◆ What is expected: After reading the listing below, copy it out exactly.

◆ Exercise data:
------------------------------------------------------------

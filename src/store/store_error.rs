use std::error::Error;
use std::fmt;

#[derive(Debug)]
pub enum StoreError {
    Io(String),
    Corrupt(String),
    Serialize(String),
}

impl fmt::Display for StoreError {
    fn fmt(&self, f: &mut fmt::Formatter<'_>) -> fmt::Result {
        match self {
            StoreError::Io(msg) => write!(f, "Storage I/O error: {msg}"),
            StoreError::Corrupt(msg) => write!(f, "Stored data is malformed: {msg}"),
            StoreError::Serialize(msg) => write!(f, "Serialization error: {msg}"),
        }
    }
}

impl Error for StoreError {}
// src/store/json_file.rs

use crate::domain::history::History;
use crate::domain::snapshot::PropertyData;
use crate::store::StoreError;
use serde::de::DeserializeOwned;
use serde::Serialize;
use std::fs;
use std::path::{Path, PathBuf};
use tracing::{debug, warn};

/// File name of the cached last-seen snapshot list.
pub const BASELINE_FILE: &str = "previousPropertyData.json";

/// Where the history lives. Implementations own their I/O; callers decide
/// what to do when it fails.
pub trait HistoryStore {
    /// An absent store is an empty history, not an error.
    fn load(&self) -> Result<History, StoreError>;
    fn save(&self, history: &History) -> Result<(), StoreError>;
}

/// History persisted as a pretty-printed JSON array on disk.
#[derive(Debug, Clone)]
pub struct JsonFileStore {
    path: PathBuf,
}

impl JsonFileStore {
    pub fn new(path: impl Into<PathBuf>) -> Self {
        Self { path: path.into() }
    }

    pub fn path(&self) -> &Path {
        &self.path
    }
}

impl HistoryStore for JsonFileStore {
    fn load(&self) -> Result<History, StoreError> {
        Ok(read_json(&self.path)?.unwrap_or_default())
    }

    fn save(&self, history: &History) -> Result<(), StoreError> {
        write_json(&self.path, history)?;
        debug!("💾 Wrote {} history entries to {}", history.len(), self.path.display());
        Ok(())
    }
}

/// The last snapshot list the dashboard showed, kept across restarts so a
/// fresh process can still report what changed. Never authoritative.
#[derive(Debug, Clone)]
pub struct BaselineCache {
    path: PathBuf,
}

impl BaselineCache {
    pub fn in_dir(dir: impl AsRef<Path>) -> Self {
        Self {
            path: dir.as_ref().join(BASELINE_FILE),
        }
    }

    /// Unreadable caches are dropped with a warning.
    pub fn load(&self) -> Option<Vec<PropertyData>> {
        match read_json(&self.path) {
            Ok(found) => found,
            Err(e) => {
                warn!("⚠️ Ignoring snapshot cache {}: {e}", self.path.display());
                None
            }
        }
    }

    pub fn save(&self, snapshot: &[PropertyData]) -> Result<(), StoreError> {
        write_json(&self.path, &snapshot)
    }
}

fn read_json<T: DeserializeOwned>(path: &Path) -> Result<Option<T>, StoreError> {
    if !path.exists() {
        return Ok(None);
    }

    let raw = fs::read_to_string(path)
        .map_err(|e| StoreError::Io(format!("read {}: {e}", path.display())))?;

    serde_json::from_str(&raw)
        .map(Some)
        .map_err(|e| StoreError::Corrupt(format!("{}: {e}", path.display())))
}

/// Writes through a sibling temp file and renames it into place.
fn write_json<T: Serialize + ?Sized>(path: &Path, value: &T) -> Result<(), StoreError> {
    if let Some(dir) = path.parent().filter(|d| !d.as_os_str().is_empty()) {
        fs::create_dir_all(dir)
            .map_err(|e| StoreError::Io(format!("create {}: {e}", dir.display())))?;
    }

    let json =
        serde_json::to_string_pretty(value).map_err(|e| StoreError::Serialize(e.to_string()))?;

    let tmp = path.with_extension("json.tmp");
    fs::write(&tmp, json).map_err(|e| StoreError::Io(format!("write {}: {e}", tmp.display())))?;
    fs::rename(&tmp, path)
        .map_err(|e| StoreError::Io(format!("rename to {}: {e}", path.display())))?;

    Ok(())
}
pub mod download;
pub mod errors;
pub mod html;
pub mod json;

pub use download::xlsx_response;
pub use errors::{error_response, ResultResp};
pub use html::html_response;
pub use json::{json_download, json_response};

------------------------------------------------------------

◆ Answer space:
filename src/store/store_error.rs
use std::error::Error;
use std::fmt;

#[derive(Debug)]
pub enum StoreError {
    Io(String),
    Corrupt(String),
    Serialize(String),
}

impl fmt::Display for StoreError {
    fn fmt(&self, f: &mut fmt::Formatter<'_>) -> fmt::Result {
        match self {
            StoreError::Io(msg) => write!(f, "Storage I/O error: {msg}"),
            StoreError::Corrupt(msg) => write!(f, "Stored data is malformed: {msg}"),
            StoreError::Serialize(msg) => write!(f, "Serialization error: {msg}"),
        }
    }
}

impl Error for StoreError {}
// src/store/json_file.rs

use crate::domain::history::History;
use crate::domain::snapshot::PropertyData;
use crate::store::StoreError;
use serde::de::DeserializeOwned;
use serde::Serialize;
use std::fs;
use std::path::{Path, PathBuf};
use tracing::{debug, warn};

/// File name of the cached last-seen snapshot list.
pub const BASELINE_FILE: &str = "previousPropertyData.json";

/// Where the history lives. Implementations own their I/O; callers decide
/// what to do when it fails.
pub trait HistoryStore {
    /// An absent store is an empty history, not an error.
    fn load(&self) -> Result<History, StoreError>;
    fn save(&self, history: &History) -> Result<(), StoreError>;
}

/// History persisted as a pretty-printed JSON array on disk.
#[derive(Debug, Clone)]
pub struct JsonFileStore {
    path: PathBuf,
}

impl JsonFileStore {
    pub fn new(path: impl Into<PathBuf>) -> Self {
        Self { path: path.into() }
    }

    pub fn path(&self) -> &Path {
        &self.path
    }
}

impl HistoryStore for JsonFileStore {
    fn load(&self) -> Result<History, StoreError> {
        Ok(read_json(&self.path)?.unwrap_or_default())
    }

    fn save(&self, history: &History) -> Result<(), StoreError> {
        write_json(&self.path, history)?;
        debug!("💾 Wrote {} history entries to {}", history.len(), self.path.display());
        Ok(())
    }
}

/// The last snapshot list the dashboard showed, kept across restarts so a
/// fresh process can still report what changed. Never authoritative.
#[derive(Debug, Clone)]
pub struct BaselineCache {
    path: PathBuf,
}

impl BaselineCache {
    pub fn in_dir(dir: impl AsRef<Path>) -> Self {
        Self {
            path: dir.as_ref().join(BASELINE_FILE),
        }
    }

    /// Unreadable caches are dropped with a warning.
    pub fn load(&self) -> Option<Vec<PropertyData>> {
        match read_json(&self.path) {
            Ok(found) => found,
            Err(e) => {
                warn!("⚠️ Ignoring snapshot cache {}: {e}", self.path.display());
                None
            }
        }
    }

    pub fn save(&self, snapshot: &[PropertyData]) -> Result<(), StoreError> {
        write_json(&self.path, &snapshot)
    }
}

fn read_json<T: DeserializeOwned>(path: &Path) -> Result<Option<T>, StoreError> {
    if !path.exists() {
        return Ok(None);
    }

    let raw = fs::read_to_string(path)
        .map_err(|e| StoreError::Io(format!("read {}: {e}", path.display())))?;

    serde_json::from_str(&raw)
        .map(Some)
        .map_err(|e| StoreError::Corrupt(format!("{}: {e}", path.display())))
}

/// Writes through a sibling temp file and renames it into place.
fn write_json<T: Serialize + ?Sized>(path: &Path, value: &T) -> Result<(), StoreError> {
    if let Some(dir) = path.parent().filter(|d| !d.as_os_str().is_empty()) {
        fs::create_dir_all(dir)
            .map_err(|e| StoreError::Io(format!("create {}: {e}", dir.display())))?;
    }

    let json =
        serde_json::to_string_pretty(value).map_err(|e| StoreError::Serialize(e.to_string()))?;

    let tmp = path.with_extension("json.tmp");
    fs::write(&tmp, json).map_err(|e| StoreError::Io(format!("write {}: {e}", tmp.display())))?;
    fs::rename(&tmp, path)
        .map_err(|e| StoreError::Io(format!("rename to {}: {e}", path.display())))?;

    Ok(())
}
pub mod download;
pub mod errors;
pub mod html;
pub mod json;

pub use download::xlsx_response;
pub use errors::{error_response, ResultResp};
pub use html::html_response;
pub use json::{json_download, json_response};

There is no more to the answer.